In this class we’ll focus on the Exploratory Data Analysis (EDA). In short, it refers to what we have been doing so far: data transformation and data visualization. We are going to dive deeper into those two but in a more coherent framework so that you become as comfortable as possible with data exploration in R. Nothing fundamentally new in this lab – we’ll only dive deeper into using the tools we already know.

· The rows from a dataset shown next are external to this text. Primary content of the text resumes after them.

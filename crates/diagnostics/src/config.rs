use std::collections::BTreeMap;
use std::path::Path;
use std::sync::Arc;

use safety::{default_thresholds, SafetyEvaluator, SafetyThreshold};
use serde::{Deserialize, Serialize};
use sim::{FaultCatalog, FaultInjector, OperatingRanges, StateGenerator};
use tracing::info;

use crate::analyzer::SymptomAnalyzer;
use crate::engine::DiagnosticsEngine;
use crate::error::ConfigError;
use crate::reference::StaticReferenceResolver;
use crate::rule::RuleSet;

/// Static tables as read from a JSON file. Every table except `references`
/// must be present and non-empty.
#[derive(Clone, Debug, Default, Serialize, Deserialize)]
#[serde(deny_unknown_fields)]
pub struct RackConfig {
    pub ranges: Option<OperatingRanges>,
    pub archetypes: Option<FaultCatalog>,
    pub thresholds: Option<Vec<SafetyThreshold>>,
    pub rules: Option<RuleSet>,
    /// Citations per diagnosis label; unknown labels use the built-in fallback.
    #[serde(default)]
    pub references: BTreeMap<String, Vec<String>>,
}

impl RackConfig {
    pub fn builtin() -> Self {
        Self {
            ranges: Some(OperatingRanges::default()),
            archetypes: Some(FaultCatalog::default()),
            thresholds: Some(default_thresholds()),
            rules: Some(RuleSet::default()),
            references: BTreeMap::new(),
        }
    }

    pub fn from_json(json: &str) -> Result<Self, ConfigError> {
        Ok(serde_json::from_str(json)?)
    }

    pub fn load(path: &Path) -> Result<Self, ConfigError> {
        let json = std::fs::read_to_string(path).map_err(|source| ConfigError::Io {
            path: path.to_path_buf(),
            source,
        })?;
        let config = Self::from_json(&json)?;
        info!(path = %path.display(), "loaded rack configuration");
        Ok(config)
    }

    /// Validates every table and freezes them for sharing.
    pub fn into_tables(self) -> Result<RackTables, ConfigError> {
        let ranges = self.ranges.ok_or(ConfigError::MissingConfiguration { table: "ranges" })?;
        ranges.validate()?;

        let catalog = self
            .archetypes
            .filter(|c| !c.is_empty())
            .ok_or(ConfigError::MissingConfiguration { table: "archetypes" })?;
        let thresholds = self
            .thresholds
            .filter(|t| !t.is_empty())
            .ok_or(ConfigError::MissingConfiguration { table: "thresholds" })?;
        let rules = self
            .rules
            .filter(|r| !r.is_empty())
            .ok_or(ConfigError::MissingConfiguration { table: "rules" })?;

        Ok(RackTables {
            ranges: Arc::new(ranges),
            catalog: Arc::new(catalog),
            thresholds: Arc::new(thresholds),
            rules: Arc::new(rules),
            references: StaticReferenceResolver::default().with_entries(self.references),
        })
    }
}

/// Immutable, validated tables shared by every simulation session.
#[derive(Clone, Debug)]
pub struct RackTables {
    ranges: Arc<OperatingRanges>,
    catalog: Arc<FaultCatalog>,
    thresholds: Arc<Vec<SafetyThreshold>>,
    rules: Arc<RuleSet>,
    references: StaticReferenceResolver,
}

impl Default for RackTables {
    fn default() -> Self {
        Self {
            ranges: Arc::new(OperatingRanges::default()),
            catalog: Arc::new(FaultCatalog::default()),
            thresholds: Arc::new(default_thresholds()),
            rules: Arc::new(RuleSet::default()),
            references: StaticReferenceResolver::default(),
        }
    }
}

impl RackTables {
    pub fn ranges(&self) -> &OperatingRanges {
        &self.ranges
    }

    pub fn catalog(&self) -> &FaultCatalog {
        &self.catalog
    }

    pub fn generator(&self, seed: u64) -> StateGenerator {
        StateGenerator::seeded(Arc::clone(&self.ranges), seed)
    }

    pub fn generator_from_entropy(&self) -> StateGenerator {
        StateGenerator::from_entropy(Arc::clone(&self.ranges))
    }

    pub fn injector(&self) -> FaultInjector {
        FaultInjector::new(Arc::clone(&self.catalog))
    }

    pub fn safety(&self) -> SafetyEvaluator {
        SafetyEvaluator::new(Arc::clone(&self.thresholds))
    }

    pub fn analyzer(&self) -> SymptomAnalyzer {
        SymptomAnalyzer::new(Arc::clone(&self.rules))
    }

    pub fn engine(&self) -> DiagnosticsEngine {
        DiagnosticsEngine::new(self.safety(), self.analyzer()).with_resolver(self.references.clone())
    }
}
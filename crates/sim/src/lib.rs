//! Refrigeration rack state simulation: sensor snapshots, operating ranges,
//! baseline generation and fault injection.

mod error;
mod fault;
mod generator;
mod range;
mod snapshot;

pub use error::SimError;
pub use fault::{FaultArchetype, FaultCatalog, FaultInjector, Perturbation, Transform};
pub use generator::StateGenerator;
pub use range::{OperatingRange, OperatingRanges};
pub use snapshot::{PartialReadings, Readings, Sensor, SensorSnapshot};
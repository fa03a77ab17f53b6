use safety::SafetyEvaluator;
use serde::Serialize;
use sim::Readings;
use tracing::debug;

use crate::analyzer::SymptomAnalyzer;
use crate::reference::{ReferenceResolver, StaticReferenceResolver};

#[derive(Clone, Debug, PartialEq, Serialize)]
pub struct DiagnosticResult {
    pub diagnosis: String,
    /// 0.0..=1.0
    pub confidence: f64,
    pub next_steps: Vec<String>,
    pub safety_warnings: Vec<String>,
    pub source_references: Vec<String>,
}

/// Runs the safety scan and the symptom analysis over the same readings and
/// attaches references for the chosen diagnosis.
#[derive(Clone, Debug)]
pub struct DiagnosticsEngine<Res = StaticReferenceResolver> {
    safety: SafetyEvaluator,
    analyzer: SymptomAnalyzer,
    resolver: Res,
}

impl DiagnosticsEngine<StaticReferenceResolver> {
    pub fn new(safety: SafetyEvaluator, analyzer: SymptomAnalyzer) -> Self {
        Self {
            safety,
            analyzer,
            resolver: StaticReferenceResolver::default(),
        }
    }

    /// Built-in thresholds, rules and citations.
    pub fn builtin() -> Self {
        Self::new(SafetyEvaluator::default(), SymptomAnalyzer::default())
    }
}

impl Default for DiagnosticsEngine<StaticReferenceResolver> {
    fn default() -> Self {
        Self::builtin()
    }
}

impl<Res: ReferenceResolver> DiagnosticsEngine<Res> {
    pub fn with_resolver<Other: ReferenceResolver>(self, resolver: Other) -> DiagnosticsEngine<Other> {
        DiagnosticsEngine {
            safety: self.safety,
            analyzer: self.analyzer,
            resolver,
        }
    }

    pub fn safety(&self) -> &SafetyEvaluator {
        &self.safety
    }

    pub fn analyzer(&self) -> &SymptomAnalyzer {
        &self.analyzer
    }

    pub fn diagnose<R: Readings + ?Sized>(&self, readings: &R) -> DiagnosticResult {
        let safety_warnings = self.safety.evaluate(readings);
        let d = self.analyzer.analyze(readings);
        let source_references = self.resolver.resolve(&d.diagnosis);

        debug!(
            diagnosis = %d.diagnosis,
            confidence = d.confidence,
            warnings = safety_warnings.len(),
            "diagnosis complete"
        );

        DiagnosticResult {
            diagnosis: d.diagnosis,
            confidence: d.confidence,
            next_steps: d.next_steps,
            safety_warnings,
            source_references,
        }
    }
}
use std::sync::Arc;

use serde::Serialize;
use sim::Readings;
use tracing::debug;

use crate::rule::RuleSet;

pub const NO_FAULT_DIAGNOSIS: &str = "No clear fault condition detected";
pub const NO_FAULT_NEXT_STEP: &str = "Continue monitoring system parameters";

#[derive(Clone, Debug, PartialEq, Serialize)]
pub struct Diagnosis {
    /// Id of the matching rule, `None` for the no-fault result.
    pub rule_id: Option<String>,
    pub diagnosis: String,
    pub confidence: f64,
    pub next_steps: Vec<String>,
}

impl Diagnosis {
    pub fn no_fault() -> Self {
        Self {
            rule_id: None,
            diagnosis: NO_FAULT_DIAGNOSIS.to_string(),
            confidence: 0.0,
            next_steps: vec![NO_FAULT_NEXT_STEP.to_string()],
        }
    }

    pub fn is_fault(&self) -> bool {
        self.rule_id.is_some()
    }
}

/// Picks a single diagnosis from an ordered rule table.
///
/// Simultaneous fault signatures are not merged or ranked: whichever rule
/// comes first in the table decides the outcome.
#[derive(Clone, Debug)]
pub struct SymptomAnalyzer {
    rules: Arc<RuleSet>,
}

impl Default for SymptomAnalyzer {
    fn default() -> Self {
        Self::new(Arc::new(RuleSet::default()))
    }
}

impl SymptomAnalyzer {
    pub fn new(rules: Arc<RuleSet>) -> Self {
        Self { rules }
    }

    pub fn rules(&self) -> &RuleSet {
        &self.rules
    }

    pub fn analyze<R: Readings + ?Sized>(&self, readings: &R) -> Diagnosis {
        match self.rules.first_match(readings) {
            Some(rule) => {
                debug!(rule = %rule.id, confidence = rule.confidence, "rule matched");
                Diagnosis {
                    rule_id: Some(rule.id.clone()),
                    diagnosis: rule.diagnosis.clone(),
                    confidence: rule.confidence,
                    next_steps: rule.next_steps.clone(),
                }
            }
            None => Diagnosis::no_fault(),
        }
    }
}

#[cfg(test)]
mod tests {
    use super::*;
    use crate::rule::{Condition, DiagnosisRule};
    use sim::{PartialReadings, Sensor};

    fn nominal() -> PartialReadings {
        PartialReadings::default()
            .with(Sensor::SuctionPressure, 40.0)
            .with(Sensor::DischargePressure, 200.0)
            .with(Sensor::DischargeTemp, 180.0)
            .with(Sensor::Superheat, 12.0)
            .with(Sensor::Subcooling, 10.0)
            .with(Sensor::CompressorCurrent, 12.5)
            .with(Sensor::CondenserFanSpeed, 80.0)
            .with(Sensor::LiquidLineTemp, 100.0)
    }

    #[test]
    fn low_suction_with_high_superheat() {
        let r = PartialReadings::default()
            .with(Sensor::SuctionPressure, 30.0)
            .with(Sensor::Superheat, 25.0);
        let d = SymptomAnalyzer::default().analyze(&r);
        assert_eq!(d.diagnosis, "Possible low refrigerant charge or liquid line restriction");
        assert_eq!(d.confidence, 0.85);
        assert_eq!(d.next_steps.len(), 4);
        assert_eq!(d.next_steps[0], "Check sight glass for bubbles");
    }

    #[test]
    fn high_discharge_temperature() {
        let r = PartialReadings::default()
            .with(Sensor::DischargeTemp, 210.0)
            .with(Sensor::SuctionPressure, 40.0)
            .with(Sensor::Superheat, 10.0);
        let d = SymptomAnalyzer::default().analyze(&r);
        assert_eq!(d.diagnosis, "High discharge temperature condition");
        assert_eq!(d.confidence, 0.90);
        assert_eq!(d.rule_id.as_deref(), Some("high_discharge_temp"));
    }

    #[test]
    fn nominal_readings_give_no_fault() {
        let d = SymptomAnalyzer::default().analyze(&nominal());
        assert_eq!(d, Diagnosis::no_fault());
        assert_eq!(d.diagnosis, NO_FAULT_DIAGNOSIS);
        assert_eq!(d.confidence, 0.0);
        assert_eq!(d.next_steps, vec![NO_FAULT_NEXT_STEP.to_string()]);
        assert!(!d.is_fault());
    }

    #[test]
    fn first_matching_rule_wins_over_later_ones() {
        let r = nominal()
            .with(Sensor::SuctionPressure, 28.0)
            .with(Sensor::Superheat, 22.0)
            .with(Sensor::DischargeTemp, 240.0);
        let d = SymptomAnalyzer::default().analyze(&r);
        assert_eq!(d.rule_id.as_deref(), Some("low_charge_or_restriction"));
    }

    #[test]
    fn extended_rule_at_front_takes_priority() {
        let mut rules = RuleSet::default();
        rules
            .insert(
                0,
                DiagnosisRule {
                    id: "overheated_compressor".into(),
                    diagnosis: "Compressor overheating".into(),
                    confidence: 0.95,
                    conditions: vec![Condition::above(Sensor::DischargeTemp, 260.0)],
                    next_steps: vec!["Shut down compressor".into()],
                },
            )
            .unwrap();
        let a = SymptomAnalyzer::new(Arc::new(rules));
        let d = a.analyze(&nominal().with(Sensor::DischargeTemp, 270.0));
        assert_eq!(d.diagnosis, "Compressor overheating");
        let d = a.analyze(&nominal().with(Sensor::DischargeTemp, 230.0));
        assert_eq!(d.diagnosis, "High discharge temperature condition");
    }

    #[test]
    fn analysis_is_repeatable() {
        let a = SymptomAnalyzer::default();
        let r = nominal().with(Sensor::DischargeTemp, 215.0);
        assert_eq!(a.analyze(&r), a.analyze(&r));
    }
}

You should think of the goal of exploratory data analysis as the following: you want to explore as many aspects as possible in your data so that you gain a better understanding of what is already there. The way you go about this is by so many iterations of questions -> visualizations to answer those questions.
First, let’s revisit some basics of ggplot2 library. We’ll use a new dataset called mpg
. The dataset comes from the US Enviromental Protection Agency which collected a couple of models along with the following features for each model: manufacturer, model, year, engine size in liters, transmission type along with other variables.
library(ggplot2)
You can read more about the dataset by typing this command in the console:
?mpg
Let’s look at the first few lines:
mpg
## # A tibble: 234 x 11
## manufacturer model displ year cyl trans drv cty hwy fl class
## <chr> <chr> <dbl> <int> <int> <chr> <chr> <int> <int> <chr> <chr>
## 1 audi a4 1.8 1999 4 auto… f 18 29 p comp…
## 2 audi a4 1.8 1999 4 manu… f 21 29 p comp…
## 3 audi a4 2 2008 4 manu… f 20 31 p comp…
## 4 audi a4 2 2008 4 auto… f 21 30 p comp…
## 5 audi a4 2.8 1999 6 auto… f 16 26 p comp…
## 6 audi a4 2.8 1999 6 manu… f 18 26 p comp…
## 7 audi a4 3.1 2008 6 auto… f 18 27 p comp…
## 8 audi a4 q… 1.8 1999 4 manu… 4 18 26 p comp…
## 9 audi a4 q… 1.8 1999 4 auto… 4 16 25 p comp…
## 10 audi a4 q… 2 2008 4 manu… 4 20 28 p comp…
## # … with 224 more rows
We can asl a very simple question about fuel efficiency: what is the relationship between car engine size (i.e., displ
) and fuel consumption (i.e., hwy
)? We can simply answer this question using the two variables: displ (which codes for engine size in liters) and hwy (which codes for fuel efficiancy in miles per gallon in highways). As both variables are continous numbers, we can use a scatter plot:
ggplot(mpg, aes(x=displ, y=hwy)) +
geom_point()
As you see, we see a negative relationship between engine size and fuel efficincy. Now we can cliam that we are done with the first iteration of Q->V routine. We’ll do that throughout this lesson.
In ggplot2, we have a lot more options we’ll explore in this short tutorial. Let’s vary the points in the scatter plots by a third variable. For example, we can color those cars using the class of the car:
ggplot(mpg, aes(x=displ, y=hwy, color=class)) +
geom_point()
All what we did was adding color=class
inside the aes
command in the plotting command. We can also use shape
as well
ggplot(mpg, aes(x=displ, y=hwy, shape=class)) +
geom_point()
If the third variable was continous (made of numbers), then we can use other options including size (which does not make much sense if your third variable is categorical):
ggplot(mpg, aes(x=displ, y=hwy, size=class)) +
geom_point()
or alpha:
ggplot(mpg, aes(x=displ, y=hwy, alpha=class)) +
geom_point()
Another feature of ggplot is called faceting. It is the splitting of a plot into many subplots by a given thrid variable. For example, we can plot the same relationship but by making a small subplot for each class using the function facet_wrap
:
ggplot(mpg, aes(x=displ, y=hwy, color=class)) +
geom_point() +
facet_wrap(~class, nrow=2)
And now we can see the relationship clearer. You can also use a combination of two variables by writing the varialbes around the telda ~ symbol
ggplot(mpg, aes(x=displ, y=hwy)) +
geom_point() +
facet_wrap(cyl~class)